The Nice Guys definitely won’t finish last when I list my favourite films of the year.

Shane Black’s sincerely affectionate love letter to “The Rockford Files” and the seventies in general, “The Nice Guys” is another helping of knowingly comic crime capers, powered by the amiably gruff charisma of Russell Crowe and an unexpected masterclass in physical comic timing from Ryan Gosling.

Holland March (Gosling) is a private detective and borderline con man who spins dead end cases out for as long as he can, or as long as his clients can afford to pay him. When his latest case – tracking down a missing girl – results in him getting ‘warned off’ by freelance hired muscle Jackson Healy (Crowe) he’s ready to drop the matter. That is, however, until it turns out March wasn’t the only person looking the girl and the two men are forced to team up to get to the bottom of things.

Nominally set in 1977, the film – as is writer/director Shane Black’s wont – plays fast and loose with chronology, peppering the movie with jokes, references and musical choices which give a generally seventies vibe without necessarily having been around in that particular year. Did you know Tim Allen was on the LA stand-up circuit in the late seventies? This movie sure does. Looks-wise, though, the film absolutely nails the style and conventions of seventies detective thrillers. This Los Angeles is a hotbed of carefree hedonism, sex, drugs and eccentric henchmen, the perfect setting for a well-balanced action/ comedy which manages not to overdo either. The film barrels along on the heady fuel of the two leads’ on screen chemistry. Blessed with Black’s witty script, both Crowe and Gosling seem to be having a blast and there’s some unexpected pathos and heart provided by Angourie Rice as March’s daughter Holly.

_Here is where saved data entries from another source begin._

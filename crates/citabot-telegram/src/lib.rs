// SPDX-FileCopyrightText: 2026 Citabot Contributors
// SPDX-License-Identifier: MIT OR Apache-2.0

//! Telegram chat adapter for the Citabot booking bot.
//!
//! Wraps a teloxide [`Bot`] behind the core adapter traits: outbound
//! sends with inline keyboards, webhook registration, the identity
//! probe used by the resilience supervisor, and a long-polling loop for
//! deployments without a public URL.

pub mod convert;
pub mod polling;

use async_trait::async_trait;
use citabot_core::{ChatId, ChatTransport, CitabotError, DeliveryEndpoint, IdentityProbe, Reply};
use teloxide::prelude::*;
use teloxide::types::{CallbackQueryId, InlineKeyboardButton, InlineKeyboardMarkup, Recipient};
use tracing::{debug, info};

/// Telegram adapter implementing the chat-side traits.
///
/// Cheap to clone; all clones share the underlying HTTP client.
#[derive(Clone)]
pub struct TelegramApi {
    bot: Bot,
}

impl TelegramApi {
    /// Creates the adapter from a bot token.
    pub fn new(token: &str) -> Result<Self, CitabotError> {
        if token.is_empty() {
            return Err(CitabotError::Config(
                "telegram.bot_token cannot be empty".into(),
            ));
        }
        Ok(Self {
            bot: Bot::new(token),
        })
    }

    /// Returns a reference to the underlying teloxide Bot.
    pub fn bot(&self) -> &Bot {
        &self.bot
    }
}

/// Maps a reply keyboard onto Telegram's inline-keyboard markup.
fn to_inline_keyboard(rows: Vec<Vec<citabot_core::Button>>) -> InlineKeyboardMarkup {
    InlineKeyboardMarkup::new(rows.into_iter().map(|row| {
        row.into_iter()
            .map(|button| InlineKeyboardButton::callback(button.label, button.data))
            .collect::<Vec<_>>()
    }))
}

#[async_trait]
impl ChatTransport for TelegramApi {
    async fn send(&self, chat: ChatId, reply: Reply) -> Result<(), CitabotError> {
        let recipient = Recipient::Id(teloxide::types::ChatId(chat.0));
        let request = self.bot.send_message(recipient, reply.text);

        let result = match reply.keyboard {
            Some(rows) => request.reply_markup(to_inline_keyboard(rows)).await,
            None => request.await,
        };

        result.map_err(|e| CitabotError::Channel {
            message: format!("failed to send message to chat {chat}: {e}"),
            source: Some(Box::new(e)),
        })?;

        Ok(())
    }

    async fn acknowledge_callback(&self, callback_id: &str) -> Result<(), CitabotError> {
        self.bot
            .answer_callback_query(CallbackQueryId(callback_id.to_string()))
            .await
            .map_err(|e| CitabotError::Channel {
                message: format!("failed to acknowledge callback: {e}"),
                source: Some(Box::new(e)),
            })?;
        Ok(())
    }
}

#[async_trait]
impl DeliveryEndpoint for TelegramApi {
    async fn register(&self, url: &str) -> Result<(), CitabotError> {
        let parsed: url::Url = url.parse().map_err(|e| {
            CitabotError::Config(format!("webhook URL {url} is not a valid URL: {e}"))
        })?;

        info!(%url, "registering Telegram webhook");
        self.bot
            .set_webhook(parsed)
            .await
            .map_err(|e| CitabotError::Channel {
                message: format!("failed to set webhook: {e}"),
                source: Some(Box::new(e)),
            })?;
        Ok(())
    }

    async fn unregister(&self, drop_pending: bool) -> Result<(), CitabotError> {
        debug!(drop_pending, "removing Telegram webhook");
        self.bot
            .delete_webhook()
            .drop_pending_updates(drop_pending)
            .await
            .map_err(|e| CitabotError::Channel {
                message: format!("failed to delete webhook: {e}"),
                source: Some(Box::new(e)),
            })?;
        Ok(())
    }
}

#[async_trait]
impl IdentityProbe for TelegramApi {
    async fn identity(&self) -> Result<String, CitabotError> {
        let me = self.bot.get_me().await.map_err(|e| CitabotError::Channel {
            message: format!("identity probe failed: {e}"),
            source: Some(Box::new(e)),
        })?;
        Ok(me.username().to_string())
    }
}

In many ways, “The Nice Guys” is the epitome of a Shane Black movie: his ‘greatest hits’ compilation. It features a hero forced to team up reluctantly, involves a kidnapping plot device, taps into action, comedy, noir and makes an oblique reference to Christmas. The counter-point to all this, of course, is that if Black’s distinctive style doesn’t work for you (as it didn’t for a very vocal couple who went to the same showing I did), you might find some of the idiosyncrasies and non-sequiturs of the film irritating rather than amusing.

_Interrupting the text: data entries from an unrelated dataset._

// SPDX-FileCopyrightText: 2026 Citabot Contributors
// SPDX-License-Identifier: MIT OR Apache-2.0

//! Integration tests for the Citabot configuration system.

use citabot_config::model::{CitabotConfig, DeliveryMode};
use citabot_config::{load_config, load_config_from_str};

/// Valid TOML with all known fields deserializes successfully.
#[test]
fn valid_toml_deserializes_into_citabot_config() {
    let toml = r#"
[agent]
name = "test-bot"
log_level = "debug"

[telegram]
bot_token = "123:ABC"
mode = "polling"
poll_timeout_secs = 10
poll_interval_ms = 250

[calendar]
calendar_id = "primary"
service_account = "/tmp/sa.json"
time_zone = "Europe/Madrid"
default_duration_minutes = 45

[server]
host = "127.0.0.1"
port = 8080
external_url = "https://bot.example.com"

[supervisor]
enabled = false
interval_secs = 120
inactivity_threshold_secs = 300
max_webhook_retries = 5
"#;

    let config = load_config_from_str(toml).expect("valid TOML should deserialize");
    assert_eq!(config.agent.name, "test-bot");
    assert_eq!(config.agent.log_level, "debug");
    assert_eq!(config.telegram.bot_token.as_deref(), Some("123:ABC"));
    assert_eq!(config.telegram.mode, DeliveryMode::Polling);
    assert_eq!(config.telegram.poll_timeout_secs, 10);
    assert_eq!(config.telegram.poll_interval_ms, 250);
    assert_eq!(config.calendar.calendar_id.as_deref(), Some("primary"));
    assert_eq!(config.calendar.time_zone, "Europe/Madrid");
    assert_eq!(config.calendar.default_duration_minutes, 45);
    assert_eq!(config.server.port, 8080);
    assert_eq!(
        config.server.external_url.as_deref(),
        Some("https://bot.example.com")
    );
    assert!(!config.supervisor.enabled);
    assert_eq!(config.supervisor.interval_secs, 120);
    assert_eq!(config.supervisor.inactivity_threshold_secs, 300);
    assert_eq!(config.supervisor.max_webhook_retries, 5);
}

/// Empty TOML yields the compiled defaults.
#[test]
fn empty_toml_yields_defaults() {
    let config = load_config_from_str("").expect("empty TOML is valid");
    let defaults = CitabotConfig::default();
    assert_eq!(config.agent.name, defaults.agent.name);
    assert_eq!(config.telegram.mode, DeliveryMode::Webhook);
    assert_eq!(config.server.port, 5000);
    assert_eq!(config.supervisor.interval_secs, 600);
}

/// Unknown keys are rejected rather than silently ignored.
#[test]
fn unknown_field_is_rejected() {
    let toml = r#"
[telegram]
bot_tokn = "typo"
"#;
    let err = load_config_from_str(toml).expect_err("typo key should fail");
    assert!(err.to_string().contains("bot_tokn"), "error was: {err}");
}

/// Environment variables override file values, with underscore-containing
/// keys mapped correctly.
#[test]
fn env_vars_override_with_correct_key_mapping() {
    figment::Jail::expect_with(|jail| {
        jail.set_env("CITABOT_TELEGRAM_BOT_TOKEN", "999:ENV");
        jail.set_env("CITABOT_SERVER_EXTERNAL_URL", "https://env.example.com");
        jail.set_env("CITABOT_SUPERVISOR_MAX_WEBHOOK_RETRIES", "7");

        let config = load_config()?;
        assert_eq!(config.telegram.bot_token.as_deref(), Some("999:ENV"));
        assert_eq!(
            config.server.external_url.as_deref(),
            Some("https://env.example.com")
        );
        assert_eq!(config.supervisor.max_webhook_retries, 7);
        Ok(())
    });
}

/// An invalid delivery mode string fails loudly.
#[test]
fn invalid_mode_is_rejected() {
    let toml = r#"
[telegram]
mode = "carrier-pigeon"
"#;
    assert!(load_config_from_str(toml).is_err());
}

“The Nice Guys” – which began life as a potential pilot for a TV series – is a bawdy and boisterous romp through the seedy world of seventies Los Angeles’ underworld of crime and corruption reaching all the way from the porn industry to city hall and beyond. It’s a well crafted, well acted and – if Russell Crowe’s anything to go by – well catered production and might just be the most fun movie released this year.